* Work instruction
Copy out every line of the records where the string "closed" occurs.

* Data shown
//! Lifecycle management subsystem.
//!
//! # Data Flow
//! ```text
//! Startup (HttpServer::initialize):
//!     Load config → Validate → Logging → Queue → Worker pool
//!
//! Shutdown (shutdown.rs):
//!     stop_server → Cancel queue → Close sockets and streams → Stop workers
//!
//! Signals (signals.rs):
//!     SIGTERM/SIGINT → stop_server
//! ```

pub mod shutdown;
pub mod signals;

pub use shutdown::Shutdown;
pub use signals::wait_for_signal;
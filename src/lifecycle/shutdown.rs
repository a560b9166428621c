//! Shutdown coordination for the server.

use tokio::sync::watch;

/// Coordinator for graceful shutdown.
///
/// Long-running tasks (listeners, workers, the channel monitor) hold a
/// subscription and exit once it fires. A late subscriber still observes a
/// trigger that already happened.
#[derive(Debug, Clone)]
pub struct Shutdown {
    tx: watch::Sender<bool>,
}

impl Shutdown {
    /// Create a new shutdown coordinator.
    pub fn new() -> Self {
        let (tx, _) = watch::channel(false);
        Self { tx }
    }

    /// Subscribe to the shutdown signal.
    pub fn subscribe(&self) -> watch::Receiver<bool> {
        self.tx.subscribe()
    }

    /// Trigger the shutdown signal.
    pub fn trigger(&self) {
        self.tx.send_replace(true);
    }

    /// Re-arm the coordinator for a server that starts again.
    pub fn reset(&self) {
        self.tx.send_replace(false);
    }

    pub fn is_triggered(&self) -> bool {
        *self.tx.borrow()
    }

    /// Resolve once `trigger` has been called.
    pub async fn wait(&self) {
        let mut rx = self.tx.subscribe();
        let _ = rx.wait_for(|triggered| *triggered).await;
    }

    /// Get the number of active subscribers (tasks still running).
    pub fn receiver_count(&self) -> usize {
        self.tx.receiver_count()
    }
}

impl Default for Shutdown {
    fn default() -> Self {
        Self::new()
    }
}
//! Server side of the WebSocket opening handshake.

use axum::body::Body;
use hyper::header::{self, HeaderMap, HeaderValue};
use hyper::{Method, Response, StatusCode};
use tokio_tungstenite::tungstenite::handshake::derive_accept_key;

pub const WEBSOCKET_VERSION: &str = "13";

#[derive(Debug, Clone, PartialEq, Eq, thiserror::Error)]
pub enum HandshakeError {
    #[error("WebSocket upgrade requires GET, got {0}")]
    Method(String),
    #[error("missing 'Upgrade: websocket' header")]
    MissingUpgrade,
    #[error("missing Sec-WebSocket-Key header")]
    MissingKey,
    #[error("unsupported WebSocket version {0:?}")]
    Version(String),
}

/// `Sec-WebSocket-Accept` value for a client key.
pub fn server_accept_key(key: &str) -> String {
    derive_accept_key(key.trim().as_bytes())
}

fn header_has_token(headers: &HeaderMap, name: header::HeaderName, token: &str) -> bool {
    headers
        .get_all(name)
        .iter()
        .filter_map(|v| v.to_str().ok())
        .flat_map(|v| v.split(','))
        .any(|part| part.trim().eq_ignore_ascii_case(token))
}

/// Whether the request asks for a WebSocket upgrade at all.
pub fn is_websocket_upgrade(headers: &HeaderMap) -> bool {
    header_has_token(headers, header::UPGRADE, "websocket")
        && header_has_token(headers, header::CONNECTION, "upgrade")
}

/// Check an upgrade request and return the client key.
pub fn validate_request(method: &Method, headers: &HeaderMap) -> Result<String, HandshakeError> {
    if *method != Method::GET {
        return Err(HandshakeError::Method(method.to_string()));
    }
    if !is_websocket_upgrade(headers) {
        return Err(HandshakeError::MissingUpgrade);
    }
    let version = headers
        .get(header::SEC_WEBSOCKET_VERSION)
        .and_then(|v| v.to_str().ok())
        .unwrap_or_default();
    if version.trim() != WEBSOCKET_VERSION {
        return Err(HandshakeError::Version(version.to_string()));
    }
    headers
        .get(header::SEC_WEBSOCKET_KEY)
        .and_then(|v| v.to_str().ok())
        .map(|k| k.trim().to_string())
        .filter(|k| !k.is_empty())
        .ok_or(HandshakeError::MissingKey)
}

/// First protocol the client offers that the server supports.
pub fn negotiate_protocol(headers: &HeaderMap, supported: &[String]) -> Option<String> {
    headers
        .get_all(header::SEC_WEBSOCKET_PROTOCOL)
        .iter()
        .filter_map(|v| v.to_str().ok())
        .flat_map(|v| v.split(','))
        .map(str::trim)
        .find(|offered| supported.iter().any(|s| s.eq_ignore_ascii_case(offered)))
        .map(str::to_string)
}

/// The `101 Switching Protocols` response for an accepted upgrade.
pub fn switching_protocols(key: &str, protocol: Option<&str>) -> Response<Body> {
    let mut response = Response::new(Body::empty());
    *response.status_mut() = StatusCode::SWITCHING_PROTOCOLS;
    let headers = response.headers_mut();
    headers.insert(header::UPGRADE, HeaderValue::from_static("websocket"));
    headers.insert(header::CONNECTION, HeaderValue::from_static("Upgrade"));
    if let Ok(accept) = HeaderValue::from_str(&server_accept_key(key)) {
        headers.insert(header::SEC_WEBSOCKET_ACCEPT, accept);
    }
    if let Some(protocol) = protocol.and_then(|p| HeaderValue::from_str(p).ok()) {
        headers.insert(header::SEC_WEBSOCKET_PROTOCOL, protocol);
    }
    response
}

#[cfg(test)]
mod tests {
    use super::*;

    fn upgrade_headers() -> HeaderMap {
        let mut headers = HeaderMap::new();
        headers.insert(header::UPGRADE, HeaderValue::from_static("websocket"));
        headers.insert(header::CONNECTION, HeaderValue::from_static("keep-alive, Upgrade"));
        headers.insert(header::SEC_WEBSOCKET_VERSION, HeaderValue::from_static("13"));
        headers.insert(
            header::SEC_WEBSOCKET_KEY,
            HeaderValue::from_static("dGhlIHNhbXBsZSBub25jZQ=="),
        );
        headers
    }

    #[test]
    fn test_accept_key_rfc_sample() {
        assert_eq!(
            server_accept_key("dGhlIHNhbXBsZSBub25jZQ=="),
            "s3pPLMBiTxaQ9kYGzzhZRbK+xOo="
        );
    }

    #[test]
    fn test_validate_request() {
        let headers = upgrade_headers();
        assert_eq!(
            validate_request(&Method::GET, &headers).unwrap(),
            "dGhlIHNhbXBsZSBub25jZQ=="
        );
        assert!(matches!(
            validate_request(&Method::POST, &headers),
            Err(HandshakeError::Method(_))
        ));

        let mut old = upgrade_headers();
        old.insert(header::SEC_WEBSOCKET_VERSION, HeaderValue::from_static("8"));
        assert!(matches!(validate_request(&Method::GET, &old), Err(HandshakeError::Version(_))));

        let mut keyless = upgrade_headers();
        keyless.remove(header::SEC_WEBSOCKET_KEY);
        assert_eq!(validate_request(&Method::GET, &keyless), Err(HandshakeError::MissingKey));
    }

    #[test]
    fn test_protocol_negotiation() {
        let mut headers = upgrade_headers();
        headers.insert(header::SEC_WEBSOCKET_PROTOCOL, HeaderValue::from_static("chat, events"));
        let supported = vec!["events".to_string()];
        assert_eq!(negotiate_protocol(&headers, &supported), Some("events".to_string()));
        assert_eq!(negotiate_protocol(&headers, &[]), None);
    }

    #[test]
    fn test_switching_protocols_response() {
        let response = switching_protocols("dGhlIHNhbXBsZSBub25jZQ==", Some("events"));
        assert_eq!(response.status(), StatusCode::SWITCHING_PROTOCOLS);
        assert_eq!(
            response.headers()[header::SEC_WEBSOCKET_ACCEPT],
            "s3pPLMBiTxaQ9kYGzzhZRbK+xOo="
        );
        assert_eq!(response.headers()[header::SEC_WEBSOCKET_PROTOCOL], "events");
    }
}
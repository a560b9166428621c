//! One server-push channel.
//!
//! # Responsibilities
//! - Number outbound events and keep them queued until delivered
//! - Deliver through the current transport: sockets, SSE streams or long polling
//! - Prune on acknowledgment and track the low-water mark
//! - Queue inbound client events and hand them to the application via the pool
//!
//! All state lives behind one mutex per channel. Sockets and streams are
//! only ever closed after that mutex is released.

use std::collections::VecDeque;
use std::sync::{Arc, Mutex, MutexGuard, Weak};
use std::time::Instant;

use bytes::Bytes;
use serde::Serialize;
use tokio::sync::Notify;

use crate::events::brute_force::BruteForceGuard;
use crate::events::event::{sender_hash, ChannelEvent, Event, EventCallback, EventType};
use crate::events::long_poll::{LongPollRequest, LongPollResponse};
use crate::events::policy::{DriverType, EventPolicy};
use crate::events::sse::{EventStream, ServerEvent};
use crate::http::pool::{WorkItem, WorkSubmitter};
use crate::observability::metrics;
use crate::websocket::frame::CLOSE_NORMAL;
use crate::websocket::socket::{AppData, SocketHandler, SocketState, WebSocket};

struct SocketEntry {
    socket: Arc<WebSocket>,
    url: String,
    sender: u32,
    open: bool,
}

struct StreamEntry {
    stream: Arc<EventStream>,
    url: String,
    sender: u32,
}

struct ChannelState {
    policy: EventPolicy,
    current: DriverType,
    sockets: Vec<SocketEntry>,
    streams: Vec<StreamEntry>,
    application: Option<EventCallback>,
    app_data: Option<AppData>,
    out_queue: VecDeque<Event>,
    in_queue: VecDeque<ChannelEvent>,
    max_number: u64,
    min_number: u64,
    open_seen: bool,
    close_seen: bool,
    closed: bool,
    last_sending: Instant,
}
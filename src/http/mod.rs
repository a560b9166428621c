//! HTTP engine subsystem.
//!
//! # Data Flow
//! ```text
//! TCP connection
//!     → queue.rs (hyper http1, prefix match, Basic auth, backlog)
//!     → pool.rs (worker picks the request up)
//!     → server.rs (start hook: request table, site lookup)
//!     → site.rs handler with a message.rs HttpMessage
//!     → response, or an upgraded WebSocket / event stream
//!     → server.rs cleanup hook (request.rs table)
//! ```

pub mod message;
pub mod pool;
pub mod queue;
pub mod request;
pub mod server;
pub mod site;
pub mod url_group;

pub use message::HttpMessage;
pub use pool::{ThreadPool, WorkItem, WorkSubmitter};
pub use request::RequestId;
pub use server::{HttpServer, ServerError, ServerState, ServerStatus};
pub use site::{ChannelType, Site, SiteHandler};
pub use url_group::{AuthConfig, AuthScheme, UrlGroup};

* Final answer
//! only ever closed after that mutex is released.
    closed: bool,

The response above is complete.